Task instructions ▸ Lift out all lines below that contain "encode".

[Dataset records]
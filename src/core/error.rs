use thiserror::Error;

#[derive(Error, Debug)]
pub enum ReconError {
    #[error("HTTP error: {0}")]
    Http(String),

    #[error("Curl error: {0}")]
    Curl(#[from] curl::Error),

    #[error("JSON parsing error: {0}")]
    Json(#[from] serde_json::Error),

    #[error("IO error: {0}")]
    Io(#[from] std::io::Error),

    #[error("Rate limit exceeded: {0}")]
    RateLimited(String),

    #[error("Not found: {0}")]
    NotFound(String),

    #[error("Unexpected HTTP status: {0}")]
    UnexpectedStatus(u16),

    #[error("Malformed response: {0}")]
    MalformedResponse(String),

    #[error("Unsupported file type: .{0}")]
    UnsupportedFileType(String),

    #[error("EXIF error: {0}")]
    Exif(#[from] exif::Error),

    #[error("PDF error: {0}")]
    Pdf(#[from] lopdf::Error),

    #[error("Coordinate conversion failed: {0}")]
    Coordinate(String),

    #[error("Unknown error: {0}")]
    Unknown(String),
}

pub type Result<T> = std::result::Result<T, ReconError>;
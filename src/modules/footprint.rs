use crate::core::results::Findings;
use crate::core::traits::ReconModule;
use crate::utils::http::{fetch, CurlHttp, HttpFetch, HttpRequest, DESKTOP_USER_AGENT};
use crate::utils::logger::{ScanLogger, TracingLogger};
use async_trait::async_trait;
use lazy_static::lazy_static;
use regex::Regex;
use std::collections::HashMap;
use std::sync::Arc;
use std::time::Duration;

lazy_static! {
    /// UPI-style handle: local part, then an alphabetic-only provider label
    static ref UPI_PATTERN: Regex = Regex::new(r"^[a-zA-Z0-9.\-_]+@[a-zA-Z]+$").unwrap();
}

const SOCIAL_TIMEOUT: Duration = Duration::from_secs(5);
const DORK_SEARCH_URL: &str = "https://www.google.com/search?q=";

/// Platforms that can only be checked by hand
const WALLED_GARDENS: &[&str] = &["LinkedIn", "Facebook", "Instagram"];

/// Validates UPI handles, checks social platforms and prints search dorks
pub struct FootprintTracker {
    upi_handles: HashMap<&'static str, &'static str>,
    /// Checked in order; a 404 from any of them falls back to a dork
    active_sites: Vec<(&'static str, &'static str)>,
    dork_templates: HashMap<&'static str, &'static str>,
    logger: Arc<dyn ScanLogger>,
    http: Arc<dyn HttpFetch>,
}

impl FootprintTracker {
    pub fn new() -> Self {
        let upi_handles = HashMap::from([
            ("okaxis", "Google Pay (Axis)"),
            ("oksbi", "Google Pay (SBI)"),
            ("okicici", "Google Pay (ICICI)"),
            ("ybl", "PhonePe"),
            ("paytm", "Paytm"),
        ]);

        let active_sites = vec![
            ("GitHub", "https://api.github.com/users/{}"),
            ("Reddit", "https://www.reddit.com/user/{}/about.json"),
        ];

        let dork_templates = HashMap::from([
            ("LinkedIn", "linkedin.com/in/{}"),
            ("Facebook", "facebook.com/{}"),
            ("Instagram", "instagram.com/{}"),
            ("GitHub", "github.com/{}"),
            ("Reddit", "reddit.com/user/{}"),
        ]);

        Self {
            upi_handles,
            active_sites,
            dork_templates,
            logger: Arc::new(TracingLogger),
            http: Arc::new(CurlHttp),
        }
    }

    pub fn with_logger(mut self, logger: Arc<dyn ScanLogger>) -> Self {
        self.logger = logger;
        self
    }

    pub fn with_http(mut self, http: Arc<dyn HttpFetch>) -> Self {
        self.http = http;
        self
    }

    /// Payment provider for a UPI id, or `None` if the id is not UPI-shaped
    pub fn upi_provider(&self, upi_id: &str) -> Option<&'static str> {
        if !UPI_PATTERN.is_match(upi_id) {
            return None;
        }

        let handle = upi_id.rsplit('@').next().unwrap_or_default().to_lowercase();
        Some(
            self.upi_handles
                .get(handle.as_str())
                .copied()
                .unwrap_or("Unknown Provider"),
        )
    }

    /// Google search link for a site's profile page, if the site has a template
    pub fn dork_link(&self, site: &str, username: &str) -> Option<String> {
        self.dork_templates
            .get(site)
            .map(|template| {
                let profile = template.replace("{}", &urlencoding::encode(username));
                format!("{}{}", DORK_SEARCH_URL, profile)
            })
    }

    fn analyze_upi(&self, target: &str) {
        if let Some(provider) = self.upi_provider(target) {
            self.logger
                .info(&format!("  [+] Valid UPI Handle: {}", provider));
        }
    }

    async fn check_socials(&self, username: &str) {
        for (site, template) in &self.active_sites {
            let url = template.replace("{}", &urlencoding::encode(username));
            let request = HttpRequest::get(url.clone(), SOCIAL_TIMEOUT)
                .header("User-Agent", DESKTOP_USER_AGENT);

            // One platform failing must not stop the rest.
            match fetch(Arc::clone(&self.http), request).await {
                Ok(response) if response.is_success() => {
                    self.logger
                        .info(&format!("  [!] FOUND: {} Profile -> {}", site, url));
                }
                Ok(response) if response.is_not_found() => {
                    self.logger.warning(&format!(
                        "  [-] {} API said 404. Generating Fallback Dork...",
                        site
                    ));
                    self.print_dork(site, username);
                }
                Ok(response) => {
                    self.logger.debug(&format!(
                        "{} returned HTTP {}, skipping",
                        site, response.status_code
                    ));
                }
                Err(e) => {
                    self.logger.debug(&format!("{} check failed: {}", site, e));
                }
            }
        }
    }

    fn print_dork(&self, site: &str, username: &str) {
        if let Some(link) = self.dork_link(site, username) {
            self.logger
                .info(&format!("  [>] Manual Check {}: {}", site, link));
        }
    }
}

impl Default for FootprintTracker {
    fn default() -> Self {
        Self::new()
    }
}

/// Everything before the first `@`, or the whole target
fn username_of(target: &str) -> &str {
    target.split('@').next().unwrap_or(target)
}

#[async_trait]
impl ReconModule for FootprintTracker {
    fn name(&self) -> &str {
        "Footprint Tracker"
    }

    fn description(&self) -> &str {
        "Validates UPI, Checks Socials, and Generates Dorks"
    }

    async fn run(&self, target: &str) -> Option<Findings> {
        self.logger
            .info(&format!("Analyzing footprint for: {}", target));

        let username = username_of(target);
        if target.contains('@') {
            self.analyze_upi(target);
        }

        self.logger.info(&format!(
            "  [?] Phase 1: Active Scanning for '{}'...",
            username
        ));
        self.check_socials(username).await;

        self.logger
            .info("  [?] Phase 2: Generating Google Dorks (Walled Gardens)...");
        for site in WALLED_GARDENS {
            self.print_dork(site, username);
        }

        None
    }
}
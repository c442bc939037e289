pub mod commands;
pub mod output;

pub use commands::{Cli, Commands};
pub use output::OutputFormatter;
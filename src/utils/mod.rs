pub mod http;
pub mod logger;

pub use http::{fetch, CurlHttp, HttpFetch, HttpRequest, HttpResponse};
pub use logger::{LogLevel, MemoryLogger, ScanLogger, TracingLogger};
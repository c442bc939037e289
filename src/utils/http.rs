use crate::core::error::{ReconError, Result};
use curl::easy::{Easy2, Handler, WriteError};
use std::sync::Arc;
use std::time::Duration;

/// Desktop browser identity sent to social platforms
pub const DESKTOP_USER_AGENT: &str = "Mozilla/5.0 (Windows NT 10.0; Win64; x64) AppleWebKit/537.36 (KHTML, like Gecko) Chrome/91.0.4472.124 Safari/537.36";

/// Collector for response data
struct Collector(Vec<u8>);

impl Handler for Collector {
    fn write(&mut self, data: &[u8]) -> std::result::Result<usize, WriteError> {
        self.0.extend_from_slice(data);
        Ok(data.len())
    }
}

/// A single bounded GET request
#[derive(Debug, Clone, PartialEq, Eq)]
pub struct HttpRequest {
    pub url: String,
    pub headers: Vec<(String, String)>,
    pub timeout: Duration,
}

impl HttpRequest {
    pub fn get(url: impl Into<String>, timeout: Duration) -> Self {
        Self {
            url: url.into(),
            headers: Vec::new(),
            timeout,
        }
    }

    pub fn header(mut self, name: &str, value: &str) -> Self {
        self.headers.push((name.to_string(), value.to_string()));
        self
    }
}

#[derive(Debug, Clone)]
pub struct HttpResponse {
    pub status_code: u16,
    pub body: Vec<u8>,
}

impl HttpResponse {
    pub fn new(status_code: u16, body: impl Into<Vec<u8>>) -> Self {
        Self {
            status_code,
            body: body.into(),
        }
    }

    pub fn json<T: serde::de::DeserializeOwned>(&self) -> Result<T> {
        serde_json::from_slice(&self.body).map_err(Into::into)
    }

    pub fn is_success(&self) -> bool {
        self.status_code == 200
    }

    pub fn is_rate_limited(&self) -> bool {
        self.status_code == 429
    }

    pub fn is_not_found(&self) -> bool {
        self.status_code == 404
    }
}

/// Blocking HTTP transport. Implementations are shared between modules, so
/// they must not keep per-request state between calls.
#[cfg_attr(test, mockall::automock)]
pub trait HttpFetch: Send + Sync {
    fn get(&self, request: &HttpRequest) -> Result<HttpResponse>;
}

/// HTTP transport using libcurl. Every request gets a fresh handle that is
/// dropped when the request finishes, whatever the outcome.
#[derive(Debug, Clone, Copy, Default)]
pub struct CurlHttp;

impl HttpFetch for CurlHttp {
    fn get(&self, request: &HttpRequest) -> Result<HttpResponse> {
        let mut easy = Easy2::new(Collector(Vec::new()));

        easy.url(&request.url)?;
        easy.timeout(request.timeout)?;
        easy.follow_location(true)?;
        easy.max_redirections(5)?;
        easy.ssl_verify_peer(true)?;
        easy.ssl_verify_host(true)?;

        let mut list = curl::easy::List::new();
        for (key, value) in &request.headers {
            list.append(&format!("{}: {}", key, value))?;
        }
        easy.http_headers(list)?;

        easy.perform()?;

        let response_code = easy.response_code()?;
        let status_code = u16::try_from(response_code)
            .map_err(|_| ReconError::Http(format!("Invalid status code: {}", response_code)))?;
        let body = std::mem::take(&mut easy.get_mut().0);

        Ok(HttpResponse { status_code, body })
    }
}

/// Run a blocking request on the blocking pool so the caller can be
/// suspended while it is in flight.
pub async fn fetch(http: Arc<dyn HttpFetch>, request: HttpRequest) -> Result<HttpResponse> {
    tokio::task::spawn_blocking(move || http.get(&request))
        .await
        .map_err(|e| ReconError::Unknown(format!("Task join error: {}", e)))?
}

Worked solution ▸
                let profile = template.replace("{}", &urlencoding::encode(username));
            let url = template.replace("{}", &urlencoding::encode(username));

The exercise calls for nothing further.